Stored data
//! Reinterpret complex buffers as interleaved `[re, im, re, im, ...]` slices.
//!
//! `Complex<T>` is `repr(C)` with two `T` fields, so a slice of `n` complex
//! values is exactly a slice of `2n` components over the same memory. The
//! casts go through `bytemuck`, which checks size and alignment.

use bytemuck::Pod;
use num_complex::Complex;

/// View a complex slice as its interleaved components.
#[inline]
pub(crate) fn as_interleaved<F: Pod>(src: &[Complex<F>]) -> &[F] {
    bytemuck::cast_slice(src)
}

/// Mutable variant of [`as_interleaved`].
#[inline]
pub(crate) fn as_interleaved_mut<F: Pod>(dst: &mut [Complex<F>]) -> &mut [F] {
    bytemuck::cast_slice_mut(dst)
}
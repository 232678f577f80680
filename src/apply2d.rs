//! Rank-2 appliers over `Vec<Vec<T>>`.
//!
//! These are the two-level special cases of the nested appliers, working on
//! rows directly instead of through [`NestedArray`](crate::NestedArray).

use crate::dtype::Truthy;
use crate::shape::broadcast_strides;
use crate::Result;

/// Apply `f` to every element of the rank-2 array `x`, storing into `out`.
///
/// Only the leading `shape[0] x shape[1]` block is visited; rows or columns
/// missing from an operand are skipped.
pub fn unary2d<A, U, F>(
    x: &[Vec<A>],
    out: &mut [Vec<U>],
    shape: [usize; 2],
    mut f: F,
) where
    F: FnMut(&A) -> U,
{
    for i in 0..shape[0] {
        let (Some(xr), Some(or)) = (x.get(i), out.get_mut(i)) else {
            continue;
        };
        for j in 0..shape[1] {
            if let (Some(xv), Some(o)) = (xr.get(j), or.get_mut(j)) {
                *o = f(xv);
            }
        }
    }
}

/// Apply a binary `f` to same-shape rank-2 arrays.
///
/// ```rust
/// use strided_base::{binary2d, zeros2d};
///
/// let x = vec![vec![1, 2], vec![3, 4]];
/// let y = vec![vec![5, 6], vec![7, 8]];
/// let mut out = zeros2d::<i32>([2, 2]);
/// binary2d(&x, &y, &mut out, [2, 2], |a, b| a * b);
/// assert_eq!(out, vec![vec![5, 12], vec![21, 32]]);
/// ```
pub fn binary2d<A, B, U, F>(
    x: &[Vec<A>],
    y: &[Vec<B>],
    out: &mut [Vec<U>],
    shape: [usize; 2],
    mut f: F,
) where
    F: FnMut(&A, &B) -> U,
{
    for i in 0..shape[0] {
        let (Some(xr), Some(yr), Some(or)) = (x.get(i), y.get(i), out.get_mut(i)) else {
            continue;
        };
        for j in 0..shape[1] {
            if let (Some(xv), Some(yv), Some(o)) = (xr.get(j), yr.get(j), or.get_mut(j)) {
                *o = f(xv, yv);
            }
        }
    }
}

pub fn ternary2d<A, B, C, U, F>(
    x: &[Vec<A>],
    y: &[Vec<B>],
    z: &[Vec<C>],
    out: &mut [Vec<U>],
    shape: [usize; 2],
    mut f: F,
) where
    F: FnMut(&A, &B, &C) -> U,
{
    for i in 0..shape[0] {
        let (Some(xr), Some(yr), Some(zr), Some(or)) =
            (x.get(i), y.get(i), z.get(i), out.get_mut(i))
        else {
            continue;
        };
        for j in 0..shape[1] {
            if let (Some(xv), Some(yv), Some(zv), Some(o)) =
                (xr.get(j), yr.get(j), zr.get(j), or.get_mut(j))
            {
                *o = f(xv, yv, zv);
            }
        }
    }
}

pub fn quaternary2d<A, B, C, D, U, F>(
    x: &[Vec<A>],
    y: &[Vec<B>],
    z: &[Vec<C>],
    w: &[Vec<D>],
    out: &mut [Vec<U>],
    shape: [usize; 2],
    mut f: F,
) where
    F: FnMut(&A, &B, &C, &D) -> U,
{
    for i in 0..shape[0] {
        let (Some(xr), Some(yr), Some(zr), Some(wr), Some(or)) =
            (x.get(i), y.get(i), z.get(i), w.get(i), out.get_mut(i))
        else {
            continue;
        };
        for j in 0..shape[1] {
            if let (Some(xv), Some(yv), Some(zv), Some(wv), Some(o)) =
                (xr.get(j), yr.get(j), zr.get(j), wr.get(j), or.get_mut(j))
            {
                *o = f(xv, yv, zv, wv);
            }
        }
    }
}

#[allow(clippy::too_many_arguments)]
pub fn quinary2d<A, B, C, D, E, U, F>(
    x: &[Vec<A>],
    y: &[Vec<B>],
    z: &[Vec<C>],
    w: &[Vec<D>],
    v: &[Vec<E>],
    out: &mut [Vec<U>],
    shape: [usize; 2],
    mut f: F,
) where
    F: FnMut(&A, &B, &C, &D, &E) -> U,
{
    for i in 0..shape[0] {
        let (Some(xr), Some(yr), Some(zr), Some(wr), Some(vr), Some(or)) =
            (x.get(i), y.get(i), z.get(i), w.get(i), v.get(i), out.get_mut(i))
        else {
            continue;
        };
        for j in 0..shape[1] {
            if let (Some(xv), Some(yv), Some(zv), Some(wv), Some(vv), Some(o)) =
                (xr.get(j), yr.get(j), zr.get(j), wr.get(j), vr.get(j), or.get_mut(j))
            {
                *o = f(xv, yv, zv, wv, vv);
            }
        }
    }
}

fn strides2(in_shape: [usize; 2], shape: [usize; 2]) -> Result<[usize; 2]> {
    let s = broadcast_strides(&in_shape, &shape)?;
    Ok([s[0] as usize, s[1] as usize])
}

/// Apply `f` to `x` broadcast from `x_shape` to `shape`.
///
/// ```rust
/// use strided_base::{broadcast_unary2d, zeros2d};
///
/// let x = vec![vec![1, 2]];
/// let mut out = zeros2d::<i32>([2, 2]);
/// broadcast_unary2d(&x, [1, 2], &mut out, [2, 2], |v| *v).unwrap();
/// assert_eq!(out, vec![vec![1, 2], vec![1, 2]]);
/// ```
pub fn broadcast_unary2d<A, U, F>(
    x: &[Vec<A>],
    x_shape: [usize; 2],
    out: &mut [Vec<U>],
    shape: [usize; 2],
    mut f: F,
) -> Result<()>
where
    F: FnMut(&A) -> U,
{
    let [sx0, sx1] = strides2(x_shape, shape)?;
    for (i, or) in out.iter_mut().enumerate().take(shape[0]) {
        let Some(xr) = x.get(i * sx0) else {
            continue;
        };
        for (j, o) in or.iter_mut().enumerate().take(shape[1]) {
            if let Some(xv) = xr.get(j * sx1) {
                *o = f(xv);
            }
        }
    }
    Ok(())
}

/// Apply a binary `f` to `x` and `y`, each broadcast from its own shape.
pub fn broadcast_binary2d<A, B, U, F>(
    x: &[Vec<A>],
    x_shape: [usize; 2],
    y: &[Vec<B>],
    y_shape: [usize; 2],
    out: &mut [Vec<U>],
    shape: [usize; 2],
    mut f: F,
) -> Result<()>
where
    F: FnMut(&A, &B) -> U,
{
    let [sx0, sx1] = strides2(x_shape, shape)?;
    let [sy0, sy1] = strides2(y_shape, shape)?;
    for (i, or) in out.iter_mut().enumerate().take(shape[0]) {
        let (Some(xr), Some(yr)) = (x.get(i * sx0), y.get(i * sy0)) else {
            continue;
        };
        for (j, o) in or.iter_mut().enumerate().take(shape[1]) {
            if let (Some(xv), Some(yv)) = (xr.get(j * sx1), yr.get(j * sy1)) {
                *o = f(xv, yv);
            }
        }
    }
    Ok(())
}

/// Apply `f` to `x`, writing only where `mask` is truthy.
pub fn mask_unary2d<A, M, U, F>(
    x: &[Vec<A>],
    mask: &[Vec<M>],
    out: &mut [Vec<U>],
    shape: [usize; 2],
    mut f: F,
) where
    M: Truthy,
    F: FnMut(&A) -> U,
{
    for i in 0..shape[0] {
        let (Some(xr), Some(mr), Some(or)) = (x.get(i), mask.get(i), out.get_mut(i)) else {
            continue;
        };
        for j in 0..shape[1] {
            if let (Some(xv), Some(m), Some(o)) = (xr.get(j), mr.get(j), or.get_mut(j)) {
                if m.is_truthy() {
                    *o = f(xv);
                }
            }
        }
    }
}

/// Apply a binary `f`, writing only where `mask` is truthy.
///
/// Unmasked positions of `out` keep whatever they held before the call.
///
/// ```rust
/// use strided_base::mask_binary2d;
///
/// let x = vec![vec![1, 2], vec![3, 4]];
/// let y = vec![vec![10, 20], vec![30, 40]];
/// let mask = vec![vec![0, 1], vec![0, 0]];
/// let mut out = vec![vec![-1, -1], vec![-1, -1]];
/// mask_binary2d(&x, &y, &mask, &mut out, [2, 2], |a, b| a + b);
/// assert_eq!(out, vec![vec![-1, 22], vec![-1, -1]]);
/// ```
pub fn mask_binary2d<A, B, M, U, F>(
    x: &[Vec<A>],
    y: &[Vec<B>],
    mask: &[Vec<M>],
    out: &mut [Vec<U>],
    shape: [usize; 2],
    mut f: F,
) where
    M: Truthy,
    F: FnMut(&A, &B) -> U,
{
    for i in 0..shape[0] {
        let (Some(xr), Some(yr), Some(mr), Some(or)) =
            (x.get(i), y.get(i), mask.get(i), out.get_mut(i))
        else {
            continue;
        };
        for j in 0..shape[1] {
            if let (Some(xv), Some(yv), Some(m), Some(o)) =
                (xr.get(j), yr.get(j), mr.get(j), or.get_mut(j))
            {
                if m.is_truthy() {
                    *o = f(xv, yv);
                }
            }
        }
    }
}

## Brief
Where a line above contains the word "over", show that line.

## Task output
//! values is exactly a slice of `2n` components over the same memory. The
//! Rank-2 appliers over `Vec<Vec<T>>`.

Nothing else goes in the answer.